El deterioro del asfalto en varias carreteras nacionales de acceso y salida de Madrid ha provocado en las últimas semanas una sucesión de reventones en las ruedas de los vehículos, que han puesto en alerta a conductores y servicios de asistencia. Los incidentes se concentran en tramos concretos de la M-40, la A-5, la A-4 y la A-42, todas dependientes del Ministerio de Transportes, donde los baches -descritos como «brutales» por quienes circulan a diario por la zona- han dejado decenas de vehículos inmovilizados.
En la M-40, entre los kilómetros 30 y 40, tanto en sentido A Coruña como en dirección Madrid, el repunte de asistencias ha sido especialmente acusado. Un gruista que opera en ese tramo asegura haber retirado él solo alrededor de 20 coches en pocos días. En el conjunto de la semana, calcula que la cifra puede situarse entre 40 y 50 vehículos afectados. «Está siendo dramático, todo son reventones», resume. El patrón se repite: impacto contra un socavón y neumático destrozado en el acto.

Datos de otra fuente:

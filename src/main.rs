use anyhow::Result;
use echo_function::{config::Config, handler, logger::setup_logger, shutdown::shutdown_signal};
use log::info;

#[tokio::main]
async fn main() -> Result<()> {
    setup_logger()?;
    info!("Starting HTTP server...");

    let config = Config::from_env()?;
    let app = handler::router(config.header_mode);
    let listener = tokio::net::TcpListener::bind(format!("0.0.0.0:{}", config.port)).await?;
    println!("Running on port {}", config.port);
    axum::serve(listener, app)
        .with_graceful_shutdown(shutdown_signal())
        .await?;
    Ok(())
}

La A-5 presenta una situación similar entre los kilómetros 22 y 30 -incluso hasta el 35, según los avisos- en dirección Navalcarnero, a la altura de Parque Coimbra. Allí también se han sucedido los pinchazos por el mal estado del pavimento.
También el asfalto de la A-4, entre Villaverde y Valdemoro, está repleto de trampas para los conductores. «Es una carretera destrozada y muy peligrosa para conducir; pasan por aquí decenas de camiones y no se ha arreglado desde hace mucho tiempo», se quejaba un taxista.

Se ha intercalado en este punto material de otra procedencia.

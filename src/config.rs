use crate::handler::HeaderMode;
use anyhow::{bail, Context, Result};
use std::env;

const DEFAULT_PORT: u16 = 8080;

#[derive(Debug, Clone, Copy)]
pub struct Config {
    pub port: u16,
    pub header_mode: HeaderMode,
}

impl Config {
    pub fn from_env() -> Result<Self> {
        let port = match env::var("PORT") {
            Ok(raw) => raw
                .parse()
                .with_context(|| format!("Invalid PORT value: {raw}"))?,
            Err(_) => DEFAULT_PORT,
        };
        let header_mode = match env::var("COMPUTE_TYPE_HEADER") {
            Ok(raw) => match raw.as_str() {
                "true" | "1" => HeaderMode::ComputeType,
                "false" | "0" => HeaderMode::Plain,
                other => bail!("Invalid COMPUTE_TYPE_HEADER value: {other}"),
            },
            Err(_) => HeaderMode::ComputeType,
        };
        Ok(Self { port, header_mode })
    }
}
use tokio::signal::{
    self,
    unix::{signal, SignalKind},
};

pub async fn shutdown_signal() {
    let ctrl_c = async {
        signal::ctrl_c()
            .await
            .expect("Failed to install ctrl+c handler");
    };
    let mut sigterm = signal(SignalKind::terminate()).expect("Failed to create sigterm handler");

    tokio::select! {
        _ = ctrl_c => {
            println!("\nServer closing...");
        },
        _ = sigterm.recv() => {
            println!("server shutdown");
        }
    }
}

Otro de los puntos negros señalados es la A-42, especialmente entre la salida 6 -antes del enlace con la avenida de los Poblados- y la salida 10 en sentido Toledo. En este tramo, los agujeros entre los puntos kilométricos 5,7 y 5,8 son visibles desde hace tiempo, según conductores habituales.

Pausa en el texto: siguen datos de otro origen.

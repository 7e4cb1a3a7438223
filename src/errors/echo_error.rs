use super::serialize_err;
use axum::{
    http::StatusCode,
    response::{IntoResponse, Response},
};
use thiserror::Error;

#[derive(Debug, Error)]
pub enum EchoError {
    #[error("malformed request: missing data envelope")]
    MalformedRequest,
}

impl IntoResponse for EchoError {
    fn into_response(self) -> Response {
        let status = match self {
            EchoError::MalformedRequest => StatusCode::BAD_REQUEST,
        };
        (status, serialize_err(self.into())).into_response()
    }
}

Los afectados coinciden en un detalle revelador: la rueda dañada fue siempre la misma, lo que apunta a un impacto repetido en un punto concreto del carril.
Fernando Blanco es uno de los conductores a los que se les reventó el neumático en la carretera de Toledo antes de desviarse a la M-40: «Fue al cambiar de carril cuando pasé por un hoyo grande. Reventó la rueda y tuve que parar y llamar a una grúa. El operario nos dijo que esa noche éramos ya el quinto coche», señala. Varios de los afectados han conseguido reunirse en un grupo gracias a la ayuda de los gruistas. «La carretera está fatal. Yo, en mi caso, he tenido que cambiar las dos ruedas y me ha costado 300 euros. Vamos a intentar al menos denunciar a través de las aseguradoras porque parecen socavones en vez de baches».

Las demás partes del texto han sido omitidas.